Now, a leading aviation company based out of Seattle in the U.S. is saying it's all about ventilation. Teague has proposed its solution for safe air travel.
SEE ALSO: DIGITAL HEALTH PASSPORT COULD OPEN THE DOOR TO SAFE INTERNATIONAL AIR TRAVEL
Teague's concept is called AirShield and the company believes it's the solution to get the aviation industry back up and running during and even after the COVID-19 pandemic.
The AirShield design is meant to keep coughs and sneezes confined to just one passenger seat: the one in which the person who coughed and sneezed is sitting. Then, the air is directly picked up and filtered in Teague's new airplane filtration system.
Trying to come up with a fast, efficient, and easy-to-install solution was paramount to the Teague team.

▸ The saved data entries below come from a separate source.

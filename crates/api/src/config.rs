use chrono::Duration;

/// Settings for the reference backend.
#[derive(Clone)]
pub struct ApiConfig {
    pub jwt_secret: String,
    /// Lifetime of tokens issued by `POST /auth/login`.
    pub token_ttl: Duration,
}

impl ApiConfig {
    pub fn new(jwt_secret: impl Into<String>) -> Self {
        Self {
            jwt_secret: jwt_secret.into(),
            token_ttl: Duration::hours(8),
        }
    }

    pub fn with_token_ttl(mut self, ttl: Duration) -> Self {
        self.token_ttl = ttl;
        self
    }

    /// Read `JWT_SECRET` and `ROLEGATE_TOKEN_TTL_SECS`.
    pub fn from_env() -> anyhow::Result<Self> {
        let jwt_secret = std::env::var("JWT_SECRET").unwrap_or_else(|_| {
            tracing::warn!("JWT_SECRET not set; using insecure dev default");
            "dev-secret".to_string()
        });

        let mut config = Self::new(jwt_secret);
        if let Ok(raw) = std::env::var("ROLEGATE_TOKEN_TTL_SECS") {
            let secs: i64 = raw
                .parse()
                .map_err(|e| anyhow::anyhow!("ROLEGATE_TOKEN_TTL_SECS={raw:?}: {e}"))?;
            anyhow::ensure!(secs > 0, "ROLEGATE_TOKEN_TTL_SECS must be positive");
            config.token_ttl = Duration::seconds(secs);
        }
        Ok(config)
    }
}

impl core::fmt::Debug for ApiConfig {
    fn fmt(&self, f: &mut core::fmt::Formatter<'_>) -> core::fmt::Result {
        f.debug_struct("ApiConfig")
            .field("jwt_secret", &"<redacted>")
            .field("token_ttl", &self.token_ttl)
            .finish()
    }
}
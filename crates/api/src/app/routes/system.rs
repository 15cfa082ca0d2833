use axum::{extract::Extension, http::StatusCode, Json};

use crate::app::dto::{ActiveRoleDto, WhoAmIDto};
use crate::context::{ActiveRoleContext, PrincipalContext};

pub async fn health() -> StatusCode {
    StatusCode::OK
}

/// Echo the verified principal and, if one was claimed, the verified active role.
pub async fn whoami(
    Extension(principal): Extension<PrincipalContext>,
    active: Option<Extension<ActiveRoleContext>>,
) -> Json<WhoAmIDto> {
    Json(WhoAmIDto {
        identity_id: principal.identity_id().clone(),
        active_role: active.map(|Extension(active)| ActiveRoleDto {
            id: active.role().id.clone(),
            name: active.role().name.to_string(),
        }),
        assigned_roles: principal.roles().iter().map(|r| r.name.to_string()).collect(),
    })
}
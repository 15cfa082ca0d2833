//! In-memory view of the roles an identity may act as on this portal.

use rolegate_core::{Entity, RoleId};

use crate::{Identity, PortalPolicy, Role};

/// Available roles plus the one currently active.
///
/// # Invariants
/// - `active()` is `None` iff `available()` is empty.
/// - `active()` is always an element of `available()`.
#[derive(Debug, Clone, PartialEq, Eq, Default)]
pub struct RoleRegistry {
    available: Vec<Role>,
    active: Option<usize>,
}

impl RoleRegistry {
    pub fn empty() -> Self {
        Self::default()
    }

    /// Build the registry for `identity` on `portal`.
    ///
    /// The active role is the one named by `preferred` when it is available,
    /// otherwise the first available role.
    pub fn resolve(identity: &Identity, portal: &PortalPolicy, preferred: Option<&RoleId>) -> Self {
        Self::from_available(identity.available_roles(portal), preferred)
    }

    pub fn from_available(available: Vec<Role>, preferred: Option<&RoleId>) -> Self {
        let active = preferred
            .and_then(|id| available.iter().position(|r| r.id() == id))
            .or(if available.is_empty() { None } else { Some(0) });

        if let (Some(wanted), Some(idx)) = (preferred, active) {
            if available[idx].id() != wanted {
                tracing::debug!(
                    preferred = %wanted,
                    selected = %available[idx].id,
                    "preferred role unavailable; falling back to first available role"
                );
            }
        }

        Self { available, active }
    }

    pub fn available(&self) -> &[Role] {
        &self.available
    }

    pub fn active(&self) -> Option<&Role> {
        self.active.and_then(|idx| self.available.get(idx))
    }

    pub fn active_id(&self) -> Option<&RoleId> {
        self.active().map(|r| &r.id)
    }

    pub fn find(&self, role_id: &str) -> Option<&Role> {
        self.available.iter().find(|r| r.id == *role_id)
    }

    /// Make `role_id` the active role.
    ///
    /// Unknown ids leave the registry untouched and return `false`.
    pub fn switch_to(&mut self, role_id: &str) -> bool {
        match self.available.iter().position(|r| r.id == *role_id) {
            Some(idx) => {
                self.active = Some(idx);
                true
            }
            None => false,
        }
    }

    pub fn is_empty(&self) -> bool {
        self.available.is_empty()
    }
}
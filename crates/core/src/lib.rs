//! `rolegate-core`: shared primitives for the authorization workspace.
//!
//! This crate contains **pure** building blocks (no IO, no async).

pub mod entity;
pub mod error;
pub mod id;

pub use entity::Entity;
pub use error::{DomainError, DomainResult};
pub use id::{IdentityId, PermissionId, RoleId};
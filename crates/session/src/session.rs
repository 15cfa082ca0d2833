//! The live, in-memory projection of an authenticated identity.

use std::sync::Arc;

use rolegate_auth::{authorize, AuthorizationExplanation, Identity, Role, RoleRegistry};
use rolegate_core::RoleId;

/// Identity plus the roles it may act as on this portal.
///
/// A `Session` is immutable; role switches and refreshes publish a new value
/// so readers never observe a mix of old and new role sets.
#[derive(Debug, Clone, PartialEq, Eq)]
pub struct Session {
    identity: Identity,
    registry: RoleRegistry,
}

impl Session {
    pub fn new(identity: Identity, registry: RoleRegistry) -> Self {
        Self { identity, registry }
    }

    pub fn identity(&self) -> &Identity {
        &self.identity
    }

    pub fn available_roles(&self) -> &[Role] {
        self.registry.available()
    }

    pub fn active_role(&self) -> Option<&Role> {
        self.registry.active()
    }

    pub fn active_role_id(&self) -> Option<&RoleId> {
        self.registry.active_id()
    }

    /// A copy of this session acting as `role_id`, if that role is available.
    pub fn switched_to(&self, role_id: &str) -> Option<Session> {
        let mut registry = self.registry.clone();
        registry.switch_to(role_id).then(|| Session {
            identity: self.identity.clone(),
            registry,
        })
    }

    pub fn has_permission(&self, code: &str, super_admin_role: &str) -> bool {
        authorize::has_permission(self.active_role(), code, super_admin_role)
    }

    pub fn has_role(&self, name: &str) -> bool {
        authorize::has_role(self.active_role(), name)
    }

    pub fn has_any_role<S: AsRef<str>>(&self, names: &[S]) -> bool {
        authorize::has_any_role(self.active_role(), names)
    }

    pub fn explain(&self, code: &str, super_admin_role: &str) -> AuthorizationExplanation {
        authorize::explain(self.active_role(), code, super_admin_role)
    }
}

/// What subscribers observe. Replaced as a whole on every transition.
#[derive(Debug, Clone, PartialEq, Eq)]
pub struct SessionState {
    /// True until the first load resolves, and while a non-silent refresh runs.
    pub loading: bool,
    pub session: Option<Arc<Session>>,
}

impl SessionState {
    pub(crate) fn initial() -> Self {
        Self {
            loading: true,
            session: None,
        }
    }

    pub fn active_role(&self) -> Option<&Role> {
        self.session.as_deref().and_then(Session::active_role)
    }

    pub fn is_authenticated(&self) -> bool {
        self.active_role().is_some()
    }
}
use axum::{
    extract::{Extension, Path, State},
    http::StatusCode,
    response::{IntoResponse, Response},
    Json,
};

use rolegate_auth::explain;

use crate::app::AppState;
use crate::context::ActiveRoleContext;

/// Evaluate a permission code against the verified active role.
///
/// 200 with the explanation when granted, 403 with the same body otherwise.
pub async fn check(
    State(state): State<AppState>,
    Path(code): Path<String>,
    active: Option<Extension<ActiveRoleContext>>,
) -> Response {
    let active = active.as_ref().map(|Extension(active)| active.role());
    let explanation = explain(active, &code, &state.super_admin_role);

    let status = if explanation.granted {
        StatusCode::OK
    } else {
        StatusCode::FORBIDDEN
    };
    (status, Json(explanation)).into_response()
}
//! Error taxonomy of the session core.
//!
//! Only identity-fetch failures and expired credentials tear the session
//! down. Unknown role switches and denied permissions are plain `false`
//! results and never appear here.

use thiserror::Error;

use crate::credentials::StoreError;

/// Failure to obtain an identity document (or a token) from the identity service.
#[derive(Debug, Error)]
pub enum IdentityFetchError {
    #[error("network error: {0}")]
    Network(String),
    #[error("identity service rejected the credential")]
    Unauthorized,
    #[error("identity service error ({0}): {1}")]
    Status(u16, String),
    #[error("malformed identity document: {0}")]
    Malformed(String),
}

impl From<reqwest::Error> for IdentityFetchError {
    fn from(err: reqwest::Error) -> Self {
        if err.is_decode() {
            Self::Malformed(err.to_string())
        } else {
            Self::Network(err.to_string())
        }
    }
}

#[derive(Debug, Error)]
pub enum SessionError {
    #[error("credential has expired")]
    ExpiredCredential,
    #[error("identity fetch failed: {0}")]
    IdentityFetch(#[from] IdentityFetchError),
    #[error(transparent)]
    Store(#[from] StoreError),
}

/// Failure of an authorized outbound request.
#[derive(Debug, Error)]
pub enum ClientError {
    #[error("no active session")]
    NotAuthenticated,
    /// The backend answered 401; the session has been torn down.
    #[error("credential rejected by backend; session ended")]
    Unauthorized,
    #[error("network error: {0}")]
    Network(#[from] reqwest::Error),
}
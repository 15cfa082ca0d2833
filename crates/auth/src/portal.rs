//! Portal relevance rules.
//!
//! The same identity service backs several portals. Each portal only exposes
//! the roles meant for it; the rest are filtered out before any role can
//! become active.

use serde::{Deserialize, Serialize};

use crate::Role;

/// Role name reserved for the agent portal.
pub const AGENT_ROLE: &str = "Agent";

#[derive(Debug, Clone, PartialEq, Eq, Serialize, Deserialize)]
#[serde(tag = "kind", content = "roles", rename_all = "snake_case")]
pub enum PortalPolicy {
    /// Every active role is relevant.
    All,
    /// Every active role except the named ones.
    Excluding(Vec<String>),
    /// Only the named active roles.
    Only(Vec<String>),
}

impl PortalPolicy {
    /// The admin portal: everything except agent-only roles.
    pub fn admin() -> Self {
        Self::Excluding(vec![AGENT_ROLE.to_string()])
    }

    /// The agent portal: agent roles only.
    pub fn agent() -> Self {
        Self::Only(vec![AGENT_ROLE.to_string()])
    }

    pub fn all() -> Self {
        Self::All
    }

    /// Whether `role` may be offered on this portal. Inactive roles never are.
    pub fn admits(&self, role: &Role) -> bool {
        if !role.is_active {
            return false;
        }
        match self {
            PortalPolicy::All => true,
            PortalPolicy::Excluding(names) => !names.iter().any(|n| role.is_named(n)),
            PortalPolicy::Only(names) => names.iter().any(|n| role.is_named(n)),
        }
    }

    /// Parse a portal name as used in configuration (`admin`, `agent`, `all`).
    pub fn from_name(name: &str) -> Option<Self> {
        match name.trim().to_ascii_lowercase().as_str() {
            "admin" => Some(Self::admin()),
            "agent" => Some(Self::agent()),
            "all" => Some(Self::all()),
            _ => None,
        }
    }
}

impl Default for PortalPolicy {
    fn default() -> Self {
        Self::admin()
    }
}

#[cfg(test)]
mod tests {
    use rolegate_core::RoleId;

    use super::*;

    fn role(id: &str, name: &'static str) -> Role {
        Role::new(RoleId::parse(id).unwrap(), name)
    }

    #[test]
    fn admin_portal_excludes_agent() {
        let portal = PortalPolicy::admin();
        assert!(!portal.admits(&role("1", "Agent")));
        assert!(portal.admits(&role("2", "Admin")));
    }

    #[test]
    fn agent_portal_only_admits_agent() {
        let portal = PortalPolicy::agent();
        assert!(portal.admits(&role("1", "Agent")));
        assert!(!portal.admits(&role("2", "Admin")));
    }

    #[test]
    fn inactive_roles_are_never_admitted() {
        let inactive = role("2", "Admin").with_active(false);
        assert!(!PortalPolicy::all().admits(&inactive));
        assert!(!PortalPolicy::admin().admits(&inactive));
    }

    #[test]
    fn portal_names_parse() {
        assert_eq!(PortalPolicy::from_name("Admin"), Some(PortalPolicy::admin()));
        assert_eq!(PortalPolicy::from_name("all"), Some(PortalPolicy::All));
        assert_eq!(PortalPolicy::from_name("partner"), None);
    }
}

That's why AirShield can be 3D-printed, and easily clips onto the airplane's already-existing air conditioning unit.
"As a result, when a passenger breathes, coughs, or sneezes, the water vapor droplets are contained within that passenger's space and immediately re-directed downwards and out of the cabin to the HEPA filtration units, before they have the opportunity to enter the personal space of a neighboring passenger," said Teague's proposal.
The hope is that the invisible system will work as an air shield or barrier between each passenger, providing ease of mind and safety.
As per the company "By utilizing the airflow from the existing overhead air-gaspers, AirShield transforms freshly purified air into engineered 'air-blades' capable of controlling the spread of droplets much more effectively – offering passengers and crew improved protection and peace of mind."
So it looks like physical distancing may not be the only method for safer air travel, and will hopefully be accepted in order to help the struggling aviation industry get back up on its feet.